:: MATERIAL PROVIDED ::
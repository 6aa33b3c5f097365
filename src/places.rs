//! Places query assembly
//!
//! Turns whatever intake facts exist into a point-of-interest search query.
//! Tolerates arbitrarily incomplete states, so callers can preview the
//! query mid-conversation.

use crate::intake::{Budget, TripIntakeState, TripPace};
use serde::Serialize;

/// Attractions radius when the stay length is unknown
const DEFAULT_RADIUS_METERS: u32 = 5000;
const SHORT_STAY_RADIUS_METERS: u32 = 3000;
const MEDIUM_STAY_RADIUS_METERS: u32 = 7000;
/// Capped to avoid excessively broad searches on long stays
const LONG_STAY_RADIUS_METERS: u32 = 15_000;

const PLACE_FIELDS: &[&str] = &[
    "displayName",
    "formattedAddress",
    "editorialSummary",
    "photos",
    "rating",
    "userRatingCount",
    "types",
    "websiteUri",
    "internationalPhoneNumber",
    "priceLevel",
    "businessStatus",
    "plusCode",
    "currentOpeningHours",
    "accessibilityOptions",
    "reservable",
    "servesCuisine",
    "attributions",
];

/// Structured point-of-interest query
#[derive(Debug, Clone, Serialize)]
pub struct PlacesQuery {
    pub query: String,
    pub radius_meters: u32,
    pub fields: Vec<&'static str>,
}

pub fn build_places_query(state: &TripIntakeState) -> PlacesQuery {
    let mut parts: Vec<String> = Vec::new();

    if let Some(destination) = nonblank(&state.destination) {
        parts.push(format!("things to do in {destination}"));
    } else {
        parts.push("places of interest".to_string());
    }

    if !state.interests.is_empty() {
        parts.push(format!("interested in: {}", state.interests.join(", ")));
    }

    match state.budget {
        Some(Budget::Economy) => parts.push("budget-friendly".to_string()),
        Some(Budget::Luxury) => parts.push("luxury options".to_string()),
        Some(Budget::MidRange) | None => {}
    }

    if let Some(dietary) = nonblank(&state.dietary_needs) {
        parts.push(format!("with {dietary} options"));
    }

    if let Some(accessibility) = nonblank(&state.accessibility_needs) {
        parts.push(format!("{accessibility} friendly"));
    }

    if let Some(age_group) = nonblank(&state.age_group_of_travelers) {
        if let Some(qualifier) = age_group_qualifier(age_group) {
            parts.push(qualifier.to_string());
        }
    }

    match state.how_packed_trip {
        Some(TripPace::Relaxed) => parts.push("relaxed pace activities".to_string()),
        Some(TripPace::Busy) => parts.push("efficient itinerary".to_string()),
        Some(TripPace::Moderate) | None => {}
    }

    if state.ok_with_walking == Some(false) {
        parts.push("minimal walking required".to_string());
    }

    if let Some(trip_type) = state.trip_type {
        parts.push(format!("for a {trip_type} trip"));
    }

    PlacesQuery {
        query: parts.join(", "),
        radius_meters: attractions_radius(state),
        fields: PLACE_FIELDS.to_vec(),
    }
}

/// Shorter stays search a tighter radius around the destination
fn attractions_radius(state: &TripIntakeState) -> u32 {
    match state.dates_of_travel.length_of_stay_days() {
        Some(days) if days <= 3 => SHORT_STAY_RADIUS_METERS,
        Some(days) if days <= 7 => MEDIUM_STAY_RADIUS_METERS,
        Some(_) => LONG_STAY_RADIUS_METERS,
        None => DEFAULT_RADIUS_METERS,
    }
}

fn age_group_qualifier(age_group: &str) -> Option<&'static str> {
    let lowered = age_group.to_lowercase();
    if lowered.contains("family") || lowered.contains("children") {
        Some("family-friendly")
    } else if lowered.contains("adults") || lowered.contains("seniors") {
        Some("suitable for adults/seniors")
    } else if lowered.contains("young") || lowered.contains("solo") {
        Some("good for young adults/solo travelers")
    } else {
        None
    }
}

fn nonblank(value: &Option<String>) -> Option<&str> {
    value
        .as_deref()
        .map(str::trim)
        .filter(|text| !text.is_empty())
}

#[cfg(test)]
mod tests {
    use super::*;
    use crate::intake::{TravelDates, TripType};
    use chrono::NaiveDate;

    fn dates(start: (i32, u32, u32), end: (i32, u32, u32)) -> TravelDates {
        TravelDates {
            start_date: NaiveDate::from_ymd_opt(start.0, start.1, start.2),
            end_date: NaiveDate::from_ymd_opt(end.0, end.1, end.2),
        }
    }

    #[test]
    fn test_full_state_assembles_every_clause() {
        let state = TripIntakeState {
            budget: Some(Budget::Economy),
            destination: Some("Paris".to_string()),
            accessibility_needs: Some("wheelchair accessible".to_string()),
            dietary_needs: Some("vegan".to_string()),
            age_group_of_travelers: Some("family with children".to_string()),
            interests: vec!["museums".to_string(), "food".to_string()],
            how_packed_trip: Some(TripPace::Relaxed),
            ok_with_walking: Some(false),
            trip_type: Some(TripType::Family),
            ..TripIntakeState::default()
        };

        let query = build_places_query(&state).query;

        assert_eq!(
            query,
            "things to do in Paris, interested in: museums, food, budget-friendly, \
             with vegan options, wheelchair accessible friendly, family-friendly, \
             relaxed pace activities, minimal walking required, for a family trip"
        );
    }

    #[test]
    fn test_empty_state_yields_generic_query() {
        let query = build_places_query(&TripIntakeState::default());
        assert_eq!(query.query, "places of interest");
        assert_eq!(query.radius_meters, DEFAULT_RADIUS_METERS);
        assert!(!query.fields.is_empty());
    }

    #[test]
    fn test_mid_range_budget_and_moderate_pace_add_nothing() {
        let state = TripIntakeState {
            destination: Some("Rome".to_string()),
            budget: Some(Budget::MidRange),
            how_packed_trip: Some(TripPace::Moderate),
            ok_with_walking: Some(true),
            ..TripIntakeState::default()
        };

        assert_eq!(build_places_query(&state).query, "things to do in Rome");
    }

    #[test]
    fn test_radius_tiers_follow_stay_length() {
        let with_dates = |dates_of_travel| TripIntakeState {
            dates_of_travel,
            ..TripIntakeState::default()
        };

        let short = with_dates(dates((2026, 5, 1), (2026, 5, 3)));
        assert_eq!(build_places_query(&short).radius_meters, 3000);

        let medium = with_dates(dates((2026, 5, 1), (2026, 5, 7)));
        assert_eq!(build_places_query(&medium).radius_meters, 7000);

        let long = with_dates(dates((2026, 5, 1), (2026, 5, 20)));
        assert_eq!(build_places_query(&long).radius_meters, 15_000);
    }

    #[test]
    fn test_age_group_qualifiers() {
        assert_eq!(age_group_qualifier("family of four"), Some("family-friendly"));
        assert_eq!(
            age_group_qualifier("young adults"),
            Some("suitable for adults/seniors")
        );
        assert_eq!(
            age_group_qualifier("solo traveler"),
            Some("good for young adults/solo travelers")
        );
        assert_eq!(age_group_qualifier("mixed"), None);
    }
}
//! Turn-by-turn intake tracking
//!
//! `advance_state` is the single entry point: one oracle round trip per
//! user turn, with every oracle output re-validated locally before any of
//! it reaches the stored state.

use super::prompt::{build_extraction_request, question_for};
use super::state::{FieldId, TripIntakeState};
use super::validate::merge_untrusted;
use crate::llm::{LlmRequest, LlmResponse, LlmService};
use serde::Deserialize;
use serde_json::{Map, Value};
use std::sync::Arc;
use std::time::Duration;
use thiserror::Error;
use tokio::time::timeout;
use tokio_util::sync::CancellationToken;

/// Per-attempt deadline for an oracle call
const ORACLE_TIMEOUT: Duration = Duration::from_secs(15);

/// Total attempts per turn: the initial call plus one retry
const ORACLE_ATTEMPTS: u32 = 2;

/// Re-prompt returned whenever the oracle cannot be used this turn
pub const FALLBACK_PROMPT: &str =
    "Sorry, I had trouble understanding. Could you tell me more?";

/// Why an oracle round trip produced no usable update
#[derive(Debug, Error)]
enum OracleFailure {
    #[error("oracle unavailable: {0}")]
    Unavailable(String),
    #[error("oracle call timed out")]
    Timeout,
    #[error("turn cancelled")]
    Cancelled,
    #[error("oracle reply malformed: {0}")]
    Malformed(String),
}

/// Structured reply expected inside the oracle's text.
///
/// The oracle's own missing-field list is deliberately not modeled here:
/// completeness is always computed locally from the merged state.
#[derive(Debug, Deserialize)]
struct OracleReply {
    updated_json: Map<String, Value>,
    #[serde(default)]
    next_question: String,
}

/// Result of one intake turn
#[derive(Debug, Clone, PartialEq, Eq)]
pub struct TurnOutcome {
    pub state: TripIntakeState,
    pub missing_fields: Vec<FieldId>,
    /// Empty exactly when `complete` is true
    pub next_prompt: String,
    pub complete: bool,
}

/// Conversation state tracker
pub struct IntakeTracker {
    oracle: Option<Arc<dyn LlmService>>,
}

impl IntakeTracker {
    pub fn new(oracle: Option<Arc<dyn LlmService>>) -> Self {
        Self { oracle }
    }

    /// Advance the intake by one user turn.
    ///
    /// Never fails: an unavailable oracle, a timed-out or cancelled call,
    /// and an unparseable reply all degrade to the unmodified input state,
    /// the full missing-field list, and a generic re-prompt.
    pub async fn advance_state(
        &self,
        state: &TripIntakeState,
        utterance: &str,
        history: &[String],
        cancel: &CancellationToken,
    ) -> TurnOutcome {
        let Some(oracle) = &self.oracle else {
            tracing::warn!("No oracle configured; keeping previous state");
            return Self::fallback_outcome(state);
        };

        let request = build_extraction_request(state, utterance, history);

        let response = match Self::call_oracle(oracle, &request, cancel).await {
            Ok(response) => response,
            Err(failure) => {
                tracing::warn!(error = %failure, "Oracle turn failed; keeping previous state");
                return Self::fallback_outcome(state);
            }
        };

        let reply = match parse_reply(&response.text) {
            Ok(reply) => reply,
            Err(failure) => {
                tracing::warn!(error = %failure, "Oracle reply unusable; keeping previous state");
                return Self::fallback_outcome(state);
            }
        };

        let merged = merge_untrusted(state, &reply.updated_json);
        for rejection in &merged.rejected {
            tracing::warn!(
                field = %rejection.field,
                reason = %rejection.reason,
                "Rejected oracle field update"
            );
        }

        let missing_fields = merged.state.missing_fields();
        let complete = missing_fields.is_empty();
        let next_prompt = if complete {
            String::new()
        } else {
            choose_prompt(&reply.next_question, missing_fields[0])
        };

        TurnOutcome {
            state: merged.state,
            missing_fields,
            next_prompt,
            complete,
        }
    }

    /// One oracle call with a per-attempt deadline and a single retry on
    /// retryable errors or timeouts. Cancellation aborts immediately.
    async fn call_oracle(
        oracle: &Arc<dyn LlmService>,
        request: &LlmRequest,
        cancel: &CancellationToken,
    ) -> Result<LlmResponse, OracleFailure> {
        let mut attempt = 1;
        loop {
            let result = tokio::select! {
                () = cancel.cancelled() => return Err(OracleFailure::Cancelled),
                result = timeout(ORACLE_TIMEOUT, oracle.complete(request)) => result,
            };

            match result {
                Ok(Ok(response)) => return Ok(response),
                Ok(Err(e)) => {
                    if e.kind.is_retryable() && attempt < ORACLE_ATTEMPTS {
                        tracing::warn!(attempt, error = %e, "Oracle error; retrying");
                    } else {
                        return Err(OracleFailure::Unavailable(e.to_string()));
                    }
                }
                Err(_) => {
                    if attempt < ORACLE_ATTEMPTS {
                        tracing::warn!(attempt, "Oracle call timed out; retrying");
                    } else {
                        return Err(OracleFailure::Timeout);
                    }
                }
            }

            attempt += 1;
        }
    }

    fn fallback_outcome(state: &TripIntakeState) -> TurnOutcome {
        let missing_fields = state.missing_fields();
        let complete = missing_fields.is_empty();
        let next_prompt = if complete {
            String::new()
        } else {
            FALLBACK_PROMPT.to_string()
        };
        TurnOutcome {
            state: state.clone(),
            missing_fields,
            next_prompt,
            complete,
        }
    }
}

fn parse_reply(text: &str) -> Result<OracleReply, OracleFailure> {
    let json = extract_json_object(text)
        .ok_or_else(|| OracleFailure::Malformed("no JSON object in reply".to_string()))?;
    serde_json::from_str(json).map_err(|e| OracleFailure::Malformed(e.to_string()))
}

/// Slice the outermost `{...}` from a reply that may carry prose or fences
fn extract_json_object(text: &str) -> Option<&str> {
    let start = text.find('{')?;
    let end = text.rfind('}')?;
    text.get(start..=end)
}

fn choose_prompt(oracle_question: &str, top_missing: FieldId) -> String {
    let question = oracle_question.trim();
    if question.is_empty() {
        question_for(top_missing).to_string()
    } else {
        question.to_string()
    }
}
:::
[HOW TO COMPLETE THIS TASK]: Find every line in the records that uses the string "NaiveDate", then copy it.

[RESULT OF THE TASK]:
    use chrono::NaiveDate;
            start_date: NaiveDate::from_ymd_opt(start.0, start.1, start.2),
            end_date: NaiveDate::from_ymd_opt(end.0, end.1, end.2),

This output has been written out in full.